Aber wie Juristen nun mal so sind - es wird nicht alles "gekippt", sondern nur ein Teil. Hier eine Auflistung einiger Vertragsklauseln, über die bereits entschieden wurde. Wenn Sie diese mit Ihrem Mietvertrag vergleichen, achten Sie bitte auf jedes Wort. Denn ein einziges Wort in der Klausel kann zur Wirksamkeit der Klausel führen.

Vorweg: "Der Mieter malt" ist die wirksame Klausel überhaupt. Und: Im Wohnraummietrecht ist die formularvertragliche Vereinbarung "Die Kosten der Schönheitsreparaturen trägt der Mieter" im Sinne einer Pflicht zur Ausführung der Schönheitsreparaturen zu verstehen (BGH, Urteil vom 14.07.2004 - VIII ZR 339/03 -).

Starre Fristen und Grad der Abnutzung

Eine sogenannte starre Frist, also eine Verpflichtung zur Durchführung der Arbeiten ohne auf den tatsächlichen Zustand der Wohnung zu achten, ist unwirksam, da sie den Mieter/innen nach Ansicht des BGH ein Übermaß an Renovierungspflichten auferlegt. Über folgende Klausel wurde entschieden: "Der Mieter ist insbesondere verpflichtet, auf seine Kosten die Schönheitsreparaturen (...) in den Mieträumen, wenn erforderlich, mindestens aber in der nachstehenden Zeitfolge fachgerecht auszuführen (...)" (BGH Urteil vom 23.06.2004 - VIII ZR 361/03 -).

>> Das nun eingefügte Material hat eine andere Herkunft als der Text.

//! Domain model: order records and order-change events.

pub mod events;
pub mod order;
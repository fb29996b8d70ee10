//! Order records as served by the order-listing API.
//!
//! Deserialization is lenient at the field level: a record with a missing
//! or unparseable `createdAt`, or missing `totalPrice` sub-fields, still
//! deserializes (the bad field degrades to `None`/zero), so one malformed
//! record never sinks a whole page.

use chrono::{DateTime, NaiveDate, NaiveDateTime};
use serde::{Deserialize, Deserializer, Serialize};
use serde_json::Value;

use crate::{DashboardError, Result};

/// Lifecycle states as reported by the order back office.
///
/// Display-only: the aggregator never filters on status.
#[derive(Clone, Copy, Debug, Default, PartialEq, Eq, Serialize, Deserialize)]
#[serde(rename_all = "SCREAMING_SNAKE_CASE")]
pub enum OrderStatus {
    #[default]
    Pending,
    Confirmed,
    Complete,
    Cancelled,
}

/// Per-order revenue carried independently in both storefront currencies.
///
/// VND and JPY have no subunits, so whole integers are exact.
#[derive(Clone, Copy, Debug, Default, PartialEq, Eq, Serialize, Deserialize)]
pub struct OrderTotals {
    #[serde(default, deserialize_with = "de_amount")]
    pub vi: i64,
    #[serde(default, deserialize_with = "de_amount")]
    pub ja: i64,
}

#[derive(Clone, Debug, PartialEq, Serialize, Deserialize)]
#[serde(rename_all = "camelCase")]
pub struct OrderRecord {
    pub code: String,
    /// Event time used for bucketing. `None` when the upstream value is
    /// missing or unparseable; such records are excluded from every range.
    #[serde(default, deserialize_with = "de_created_at")]
    pub created_at: Option<NaiveDateTime>,
    #[serde(default)]
    pub total_price: OrderTotals,
    #[serde(default)]
    pub order_status: OrderStatus,
}

/// Validation boundary for the order-listing response.
///
/// Accepts either a bare JSON array or the `{ "data": [...] }` envelope.
/// Individual records that fail to deserialize are skipped with a warning;
/// only a structurally non-array payload is an error.
pub fn parse_orders(body: &Value) -> Result<Vec<OrderRecord>> {
    let items = match body {
        Value::Array(items) => items.as_slice(),
        Value::Object(map) => match map.get("data") {
            Some(Value::Array(items)) => items.as_slice(),
            _ => {
                return Err(DashboardError::InvalidResponse(
                    "expected an order array under `data`".into(),
                ))
            }
        },
        _ => {
            return Err(DashboardError::InvalidResponse(
                "expected a JSON array of orders".into(),
            ))
        }
    };

    let mut orders = Vec::with_capacity(items.len());
    for item in items {
        match OrderRecord::deserialize(item) {
            Ok(order) => orders.push(order),
            Err(e) => tracing::warn!(error = %e, "Skipping malformed order record"),
        }
    }
    Ok(orders)
}

/// Timestamps are interpreted as naive wall-clock time. Offset-bearing
/// RFC 3339 strings keep the wall clock they were written with.
fn parse_timestamp(raw: &str) -> Option<NaiveDateTime> {
    if let Ok(dt) = DateTime::parse_from_rfc3339(raw) {
        return Some(dt.naive_local());
    }
    if let Ok(dt) = NaiveDateTime::parse_from_str(raw, "%Y-%m-%dT%H:%M:%S%.f") {
        return Some(dt);
    }
    if let Ok(dt) = NaiveDateTime::parse_from_str(raw, "%Y-%m-%d %H:%M:%S%.f") {
        return Some(dt);
    }
    NaiveDate::parse_from_str(raw, "%Y-%m-%d")
        .ok()
        .map(|d| d.and_time(chrono::NaiveTime::MIN))
}

fn de_created_at<'de, D: Deserializer<'de>>(
    de: D,
) -> std::result::Result<Option<NaiveDateTime>, D::Error> {
    let raw: Option<Value> = Option::deserialize(de)?;
    Ok(raw
        .as_ref()
        .and_then(Value::as_str)
        .and_then(parse_timestamp))
}

// Upstream sometimes serializes whole amounts as floats; round rather
// than reject.
fn de_amount<'de, D: Deserializer<'de>>(de: D) -> std::result::Result<i64, D::Error> {
    let raw: Option<Value> = Option::deserialize(de)?;
    Ok(match raw {
        Some(Value::Number(n)) => n
            .as_i64()
            .or_else(|| n.as_f64().map(|f| f.round() as i64))
            .unwrap_or(0),
        _ => 0,
    })
}

#[cfg(test)]
mod tests {
    use super::*;
    use serde_json::json;

    #[test]
    fn test_parse_full_record() {
        let orders = parse_orders(&json!([{
            "code": "ORD-001",
            "createdAt": "2024-03-15T10:30:00",
            "totalPrice": { "vi": 250000, "ja": 0 },
            "orderStatus": "CONFIRMED"
        }]))
        .unwrap();
        assert_eq!(orders.len(), 1);
        assert_eq!(orders[0].code, "ORD-001");
        assert_eq!(orders[0].total_price.vi, 250000);
        assert_eq!(orders[0].order_status, OrderStatus::Confirmed);
        assert!(orders[0].created_at.is_some());
    }

    #[test]
    fn test_bad_created_at_degrades_to_none() {
        let orders = parse_orders(&json!([
            { "code": "A", "createdAt": "not-a-date", "totalPrice": { "vi": 1, "ja": 0 } },
            { "code": "B", "totalPrice": { "vi": 2, "ja": 0 } }
        ]))
        .unwrap();
        assert_eq!(orders.len(), 2);
        assert!(orders[0].created_at.is_none());
        assert!(orders[1].created_at.is_none());
    }

    #[test]
    fn test_missing_total_price_defaults_to_zero() {
        let orders = parse_orders(&json!([{ "code": "A", "createdAt": "2024-03-15T10:00:00" }])).unwrap();
        assert_eq!(orders[0].total_price, OrderTotals { vi: 0, ja: 0 });
    }

    #[test]
    fn test_float_amounts_round() {
        let orders =
            parse_orders(&json!([{ "code": "A", "totalPrice": { "vi": 1000.0, "ja": 2499.6 } }]))
                .unwrap();
        assert_eq!(orders[0].total_price.vi, 1000);
        assert_eq!(orders[0].total_price.ja, 2500);
    }

    #[test]
    fn test_data_envelope_and_malformed_record_skipped() {
        let orders = parse_orders(&json!({ "data": [
            { "code": "A" },
            { "totalPrice": { "vi": 9 } },
            { "code": "C" }
        ]}))
        .unwrap();
        let codes: Vec<&str> = orders.iter().map(|o| o.code.as_str()).collect();
        assert_eq!(codes, ["A", "C"]);
    }

    #[test]
    fn test_non_array_payload_is_an_error() {
        assert!(parse_orders(&json!("nope")).is_err());
        assert!(parse_orders(&json!({ "data": 7 })).is_err());
    }

    #[test]
    fn test_rfc3339_offset_keeps_wall_clock() {
        let dt = parse_timestamp("2024-03-15T23:59:59+07:00").unwrap();
        assert_eq!(dt.to_string(), "2024-03-15 23:59:59");
    }
}
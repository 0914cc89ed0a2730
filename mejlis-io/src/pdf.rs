//! Single-page PDF output.
//!
//! The drawing is rasterized and embedded as one Flate-compressed
//! DeviceRGB image XObject, scaled to fit the page and centered.
//!
//! ## Object layout
//! 1 Catalog → 2 Pages → 3 Page → (4 Image XObject, 5 Content stream).

use miniz_oxide::deflate::compress_to_vec_zlib;
use pdf_writer::{Content, Filter, Finish, Name, Pdf, Rect, Ref};

use mejlis_renderer::{render_svg_with_view, Placement, RenderSettings, Scene};

use crate::error::ExportError;
use crate::raster::{rasterize, RgbImage};
use crate::settings::ExportSettings;

const IMAGE_NAME: Name<'static> = Name(b"Im0");

/// zlib level used for the image samples.
const COMPRESSION_LEVEL: u8 = 6;

/// Render the scene tightly around its pieces (plus padding) and place it
/// on a landscape page.
pub fn export_pdf(
    scene: &Scene,
    render: &RenderSettings,
    settings: &ExportSettings,
) -> Result<Vec<u8>, ExportError> {
    let view = scene
        .content_bounds()
        .ok_or(ExportError::EmptyScene)?
        .padded(settings.pdf_padding);
    let svg = render_svg_with_view(scene, render, &view);
    let image = RgbImage::from_pixmap(&rasterize(&svg, settings)?);
    let placement = Placement::fit(
        view.width(),
        view.height(),
        settings.page_width,
        settings.page_height,
    );

    let bytes = image_page(&image, settings.page_width, settings.page_height, &placement);
    log::debug!(
        "PDF page: image {}x{} px drawn at scale {:.3}, {} bytes",
        image.width,
        image.height,
        placement.scale,
        bytes.len()
    );
    Ok(bytes)
}

/// Build a one-page document showing `image` at `placement`.
fn image_page(
    image: &RgbImage,
    page_width: f64,
    page_height: f64,
    placement: &Placement,
) -> Vec<u8> {
    let catalog_id = Ref::new(1);
    let page_tree_id = Ref::new(2);
    let page_id = Ref::new(3);
    let image_id = Ref::new(4);
    let content_id = Ref::new(5);

    let mut pdf = Pdf::new();
    pdf.catalog(catalog_id).pages(page_tree_id);
    pdf.pages(page_tree_id).kids([page_id]).count(1);

    let mut page = pdf.page(page_id);
    page.media_box(Rect::new(0.0, 0.0, page_width as f32, page_height as f32));
    page.parent(page_tree_id);
    page.contents(content_id);
    page.resources().x_objects().pair(IMAGE_NAME, image_id);
    page.finish();

    let samples = compress_to_vec_zlib(&image.data, COMPRESSION_LEVEL);
    let mut xobject = pdf.image_xobject(image_id, &samples);
    xobject.filter(Filter::FlateDecode);
    xobject.width(image.width as i32);
    xobject.height(image.height as i32);
    xobject.color_space().device_rgb();
    xobject.bits_per_component(8);
    xobject.finish();

    // PDF space has its origin at the bottom-left corner.
    let bottom = page_height - placement.offset_y - placement.draw_height;
    let mut content = Content::new();
    content.save_state();
    content.transform([
        placement.draw_width as f32,
        0.0,
        0.0,
        placement.draw_height as f32,
        placement.offset_x as f32,
        bottom as f32,
    ]);
    content.x_object(IMAGE_NAME);
    content.restore_state();
    pdf.stream(content_id, &content.finish());

    pdf.finish()
}

#[cfg(test)]
mod tests {
    use super::*;
    use mejlis_core::{RoomPlan, RoomShape};
    use mejlis_renderer::layout_plan;
    use miniz_oxide::inflate::decompress_to_vec_zlib;

    fn find(haystack: &[u8], needle: &[u8], from: usize) -> Option<usize> {
        haystack[from..]
            .windows(needle.len())
            .position(|w| w == needle)
            .map(|i| i + from)
    }

    /// Raw bytes of the first stream following `marker`.
    fn stream_after<'a>(pdf: &'a [u8], marker: &[u8]) -> &'a [u8] {
        let at = find(pdf, marker, 0).unwrap();
        let start = find(pdf, b"stream\n", at).unwrap() + b"stream\n".len();
        let end = find(pdf, b"\nendstream", start).unwrap();
        &pdf[start..end]
    }

    #[test]
    fn test_image_page_structure() {
        let image = RgbImage {
            width: 2,
            height: 1,
            data: vec![255, 0, 0, 0, 0, 255],
        };
        let placement = Placement::fit(2.0, 1.0, 842.0, 595.0);
        let pdf = image_page(&image, 842.0, 595.0, &placement);

        assert!(pdf.starts_with(b"%PDF-"));
        let text = String::from_utf8_lossy(&pdf);
        assert!(text.trim_end().ends_with("%%EOF"));
        assert!(text.contains("/MediaBox [0 0 842 595]"));
        assert!(text.contains("/FlateDecode"));
        assert!(text.contains("/DeviceRGB"));
        assert!(text.contains("/Im0 4 0 R"));

        let samples = decompress_to_vec_zlib(stream_after(&pdf, b"/Subtype /Image")).unwrap();
        assert_eq!(samples, image.data);
    }

    #[test]
    fn test_export_pdf_centered() {
        let plan = RoomPlan::new(RoomShape::Straight, 10).unwrap();
        let render = RenderSettings::default();
        let scene = layout_plan(&plan, &render);
        let settings = ExportSettings {
            load_system_fonts: false,
            ..ExportSettings::default()
        };
        let pdf = export_pdf(&scene, &render, &settings).unwrap();
        assert!(pdf.starts_with(b"%PDF-"));

        // Pieces span 504 x 40, padded by 20 on each side: 544 x 80.
        let text = String::from_utf8_lossy(&pdf);
        assert!(text.contains("/Width 544"));
        assert!(text.contains("/Height 80"));
        let samples = decompress_to_vec_zlib(stream_after(&pdf, b"/Subtype /Image")).unwrap();
        assert_eq!(samples.len(), 544 * 80 * 3);

        // Width-bound: drawn across the full page at x = 0.
        let content = String::from_utf8_lossy(stream_after(&pdf, b"5 0 obj"));
        assert!(content.contains("842 0 0 "), "{content}");
        assert!(content.contains("/Im0 Do"), "{content}");
    }

    #[test]
    fn test_empty_scene() {
        let scene = Scene::empty(mejlis_core::Point::default(), 30.0);
        let result = export_pdf(&scene, &RenderSettings::default(), &ExportSettings::default());
        assert!(matches!(result, Err(ExportError::EmptyScene)));
    }
}
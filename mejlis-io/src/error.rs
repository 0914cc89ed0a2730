use std::io;
use thiserror::Error;

use mejlis_core::PlanError;

#[derive(Error, Debug)]
pub enum ExportError {
    #[error("I/O error: {0}")]
    Io(#[from] io::Error),

    #[error("SVG parse error: {0}")]
    SvgParse(#[from] resvg::usvg::Error),

    #[error("Cannot allocate a {width}x{height} pixmap")]
    Pixmap { width: u32, height: u32 },

    #[error("PNG encoding failed: {0}")]
    PngEncode(String),

    #[error("Export cancelled")]
    Cancelled,

    #[error("Export task failed: {0}")]
    Join(#[from] tokio::task::JoinError),

    #[error("JSON error: {0}")]
    Json(#[from] serde_json::Error),

    #[error("Nothing to export: the scene has no pieces")]
    EmptyScene,

    #[error("Invalid plan: {0}")]
    Plan(#[from] PlanError),
}
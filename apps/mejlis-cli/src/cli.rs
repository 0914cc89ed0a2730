use std::path::PathBuf;

use clap::{Parser, Subcommand};

use mejlis_core::RoomShape;

/// Plan, check and export Mejlis seating layouts.
#[derive(Parser, Debug)]
#[command(name = "mejlis", version, about)]
pub struct Cli {
    #[command(subcommand)]
    pub command: Command,

    /// Pretty-print JSON output.
    #[arg(long, global = true)]
    pub pretty: bool,
}

#[derive(Subcommand, Debug)]
pub enum Command {
    /// Build or edit a plan, report its sides and warnings, and export it.
    Plan(PlanArgs),

    /// Find the drawn piece under a point of the rendered plan.
    Pick(PickArgs),

    /// Convert between the order form and the backend order payload.
    #[command(subcommand)]
    Order(OrderCommand),
}

// ── Shared argument structs ──────────────────────────────────────────

/// Where the plan comes from.
#[derive(clap::Args, Debug)]
pub struct PlanSource {
    /// Plan document to start from.
    #[arg(long)]
    pub document: Option<PathBuf>,

    /// Room shape: L, U or Straight.
    #[arg(long)]
    pub shape: Option<RoomShape>,

    /// Total room size in meters.
    #[arg(long)]
    pub size: Option<u32>,

    /// Drawing scale in pixels per meter.
    #[arg(long)]
    pub scale: Option<f64>,
}

// ── plan ─────────────────────────────────────────────────────────────

#[derive(clap::Args, Debug)]
pub struct PlanArgs {
    #[command(flatten)]
    pub source: PlanSource,

    /// Re-derive the sides evenly from shape and size.
    #[arg(long)]
    pub reset: bool,

    /// Override a side length, e.g. `--side 1=6`. Repeatable.
    #[arg(long = "side", value_name = "N=LEN")]
    pub sides: Vec<String>,

    /// Replace a side's segments, e.g. `--segments side1=3,2`. The list may
    /// not exceed the side length. Repeatable.
    #[arg(long = "segments", value_name = "SIDE=A,B,..")]
    pub segments: Vec<String>,

    /// Change one segment, e.g. `--set-segment side1:0=2` sets the first
    /// segment of side 1 to 2m. Repeatable.
    #[arg(long = "set-segment", value_name = "SIDE:I=LEN")]
    pub set_segments: Vec<String>,

    /// Remove one segment by 0-based position, e.g. `--remove-segment side1:1`.
    /// Repeatable.
    #[arg(long = "remove-segment", value_name = "SIDE:I")]
    pub remove_segments: Vec<String>,

    /// Append a segment to a side, e.g. `--add-segment side2`. Repeatable.
    #[arg(long = "add-segment", value_name = "SIDE")]
    pub add_segments: Vec<String>,

    #[arg(long)]
    pub svg: Option<PathBuf>,

    #[arg(long)]
    pub png: Option<PathBuf>,

    #[arg(long)]
    pub pdf: Option<PathBuf>,

    /// Write all three formats into this directory using the configured
    /// file names.
    #[arg(long)]
    pub out_dir: Option<PathBuf>,

    /// Save the resulting plan document.
    #[arg(long)]
    pub save: Option<PathBuf>,

    /// Name stored in a newly created document.
    #[arg(long, default_value = "Untitled room")]
    pub name: String,
}

// ── pick ─────────────────────────────────────────────────────────────

#[derive(clap::Args, Debug)]
pub struct PickArgs {
    #[command(flatten)]
    pub source: PlanSource,

    /// X coordinate in drawing pixels.
    #[arg(long)]
    pub x: f64,

    /// Y coordinate in drawing pixels.
    #[arg(long)]
    pub y: f64,
}

// ── order ────────────────────────────────────────────────────────────

#[derive(Subcommand, Debug)]
pub enum OrderCommand {
    /// Read an order form JSON file and print the order payload.
    ToPayload {
        form: PathBuf,
    },

    /// Read an order payload JSON file and print the editable form.
    FromPayload {
        payload: PathBuf,
    },
}
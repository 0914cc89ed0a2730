//! # Mejlis Check
//!
//! Consistency warnings for a room plan, in the form the order form shows
//! them. A plan with any `Error` finding cannot be submitted.

pub mod violation;

pub use violation::{Severity, Violation, ViolationType};

use mejlis_core::side::{is_valid_segment_length, segment_sum};
use mejlis_core::RoomPlan;

/// Inspect every side of the plan, then the side total.
pub fn check_plan(plan: &RoomPlan) -> Vec<Violation> {
    let mut violations = Vec::new();

    for side in plan.side_keys() {
        let length = plan.side_length(side).unwrap_or_default();
        let Some(segments) = plan.segments().get(&side) else {
            violations.push(Violation {
                violation_type: ViolationType::MissingSide,
                severity: Severity::Error,
                side: Some(side),
                segment_index: None,
                expected: length,
                actual: 0,
                message: format!("No segments defined for {side} ({length}m)"),
            });
            continue;
        };

        let sum = segment_sum(segments);
        if sum != length {
            violations.push(Violation {
                violation_type: ViolationType::SegmentSumMismatch,
                severity: Severity::Error,
                side: Some(side),
                segment_index: None,
                expected: length,
                actual: sum,
                message: format!("Segments sum ({sum}m) must equal side length ({length}m)"),
            });
        }

        for (index, &value) in segments.iter().enumerate() {
            if !is_valid_segment_length(value) {
                violations.push(Violation {
                    violation_type: ViolationType::SegmentOutOfRange,
                    severity: Severity::Warning,
                    side: Some(side),
                    segment_index: Some(index),
                    expected: value.clamp(mejlis_core::MIN_SEGMENT, mejlis_core::MAX_SEGMENT),
                    actual: value,
                    message: format!(
                        "Segment {} on {side} is {value}m, outside the 1-3m range",
                        index + 1
                    ),
                });
            }
        }
    }

    let total = plan.sides_total();
    let available = plan.available_length();
    if total != available {
        violations.push(Violation {
            violation_type: ViolationType::SidesTotalMismatch,
            severity: Severity::Warning,
            side: None,
            segment_index: None,
            expected: available,
            actual: total,
            message: format!(
                "Total of all sides ({total}m) must equal {available}m (room size {}m minus {}m corner deduction)",
                plan.room_size(),
                plan.shape().corner_deduction()
            ),
        });
    }

    if !violations.is_empty() {
        log::debug!("Plan check found {} issue(s)", violations.len());
    }
    violations
}

/// True iff any finding is an error.
pub fn blocks_submission(violations: &[Violation]) -> bool {
    violations.iter().any(Violation::is_error)
}

#[cfg(test)]
mod tests {
    use super::*;
    use mejlis_core::{RoomShape, SideKey};

    #[test]
    fn test_fresh_plan_is_clean() {
        let plan = RoomPlan::new(RoomShape::L, 12).unwrap();
        assert!(check_plan(&plan).is_empty());
    }

    #[test]
    fn test_removed_segment_blocks_submission() {
        let mut plan = RoomPlan::new(RoomShape::L, 12).unwrap();
        plan.remove_segment(SideKey::new(1), 1).unwrap();

        let violations = check_plan(&plan);
        assert_eq!(violations.len(), 1);
        let v = &violations[0];
        assert_eq!(v.violation_type, ViolationType::SegmentSumMismatch);
        assert_eq!(v.side, Some(SideKey::new(1)));
        assert_eq!((v.expected, v.actual), (5, 2));
        assert_eq!(v.message, "Segments sum (2m) must equal side length (5m)");
        assert!(blocks_submission(&violations));
        assert_eq!(blocks_submission(&violations), !plan.segments_are_valid());
    }

    #[test]
    fn test_collapsed_side_warns() {
        let mut plan = RoomPlan::new(RoomShape::L, 12).unwrap();
        plan.change_side_length(0, 4).unwrap();

        let violations = check_plan(&plan);
        let types: Vec<_> = violations.iter().map(|v| v.violation_type).collect();
        assert_eq!(
            types,
            vec![ViolationType::SegmentOutOfRange, ViolationType::SidesTotalMismatch]
        );
        assert!(!blocks_submission(&violations));
        assert_eq!(violations[1].expected, 10);
        assert_eq!(violations[1].actual, 9);
    }

    #[test]
    fn test_straight_default_segments_over_range() {
        // A 10m straight run splits into 5 + 5, both too long to fabricate.
        let plan = RoomPlan::new(RoomShape::Straight, 10).unwrap();
        let violations = check_plan(&plan);
        assert_eq!(violations.len(), 2);
        assert!(violations.iter().all(|v| v.severity == Severity::Warning));
        assert_eq!(violations[0].segment_index, Some(0));
    }

    #[test]
    fn test_emptied_side() {
        let mut plan = RoomPlan::new(RoomShape::L, 12).unwrap();
        plan.remove_segment(SideKey::new(2), 0).unwrap();
        plan.remove_segment(SideKey::new(2), 0).unwrap();
        let violations = check_plan(&plan);
        // An emptied list still exists; it is a sum mismatch, not missing.
        assert_eq!(violations[0].violation_type, ViolationType::SegmentSumMismatch);
        assert_eq!(violations[0].actual, 0);
    }

    #[test]
    fn test_missing_side() {
        let mut segments = mejlis_core::Segments::new();
        segments.insert(SideKey::new(1), vec![2, 3]);
        let plan = RoomPlan::from_parts(RoomShape::L, 12, vec![5, 5], segments).unwrap();

        let violations = check_plan(&plan);
        assert_eq!(violations.len(), 1);
        assert_eq!(violations[0].violation_type, ViolationType::MissingSide);
        assert_eq!(violations[0].side, Some(SideKey::new(2)));
        assert!(blocks_submission(&violations));
    }
}
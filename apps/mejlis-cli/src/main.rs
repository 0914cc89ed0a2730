mod cli;
mod commands;

use std::process::ExitCode;

use clap::Parser;

use crate::cli::{Cli, Command};

#[tokio::main]
async fn main() -> ExitCode {
    env_logger::Builder::from_env(env_logger::Env::default().default_filter_or("info")).init();
    let cli = Cli::parse();
    log::debug!("{:?}", cli.command);

    let result = match cli.command {
        Command::Plan(args) => commands::plan(args).await,
        Command::Pick(args) => commands::pick(args),
        Command::Order(command) => commands::order(command),
    };

    let output = result.and_then(|value| {
        if cli.pretty {
            serde_json::to_string_pretty(&value)
        } else {
            serde_json::to_string(&value)
        }
        .map_err(|e| e.to_string())
    });

    match output {
        Ok(json) => {
            println!("{json}");
            ExitCode::SUCCESS
        }
        Err(e) => {
            eprintln!("error: {e}");
            ExitCode::FAILURE
        }
    }
}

Aber Vorsicht, jedes Wort ist wichtig. Allein ein Zusatz wie "im Allgemeinen" oder "üblicherweise" führt zu einem anderen Ergebnis. Die in einem Wohnraummietvertrag enthaltene Klausel, nach der Schönheitsreparaturen "in der Regel in Küchen, Bädern und Toiletten spätestens nach drei Jahren, in Wohnräumen, Schlafräumen, Dielen (...) spätestens nach fünf Jahren und in sonstigen Räumlichkeiten (...) spätestens nach sieben Jahren" durchzuführen sind, enthält keinen starren Fristenplan. Sie ist deshalb nicht wegen unangemessener Benachteiligung der Mieter/innen unwirksam (BGH Urteil vom 13.07.2005 - VIII ZR 351/04 -).

Doch wer nun glaubt, das System verstanden zu haben, sollte folgendes Urteil zur Kenntnis nehmen: Die formularmäßige Klausel "Der Mieter ist verpflichtet, die während der Dauer des Mietverhältnisses notwendig werdenden Schönheitsreparaturen ordnungsgemäß auszuführen. Auf die üblichen Fristen wird insoweit Bezug genommen (z. B. Küchen/Bäder: drei Jahre, Wohn- und Schlafräume: vier - fünf Jahre, Fenster/Türen/Heizkörper: sechs Jahre)" enthält einen starren Fristenplan und ist deshalb gemäß § 307 Abs. 1 BGB unwirksam (BGH, Urteil vom 05.04.2006 - VIII ZR 106/05 -).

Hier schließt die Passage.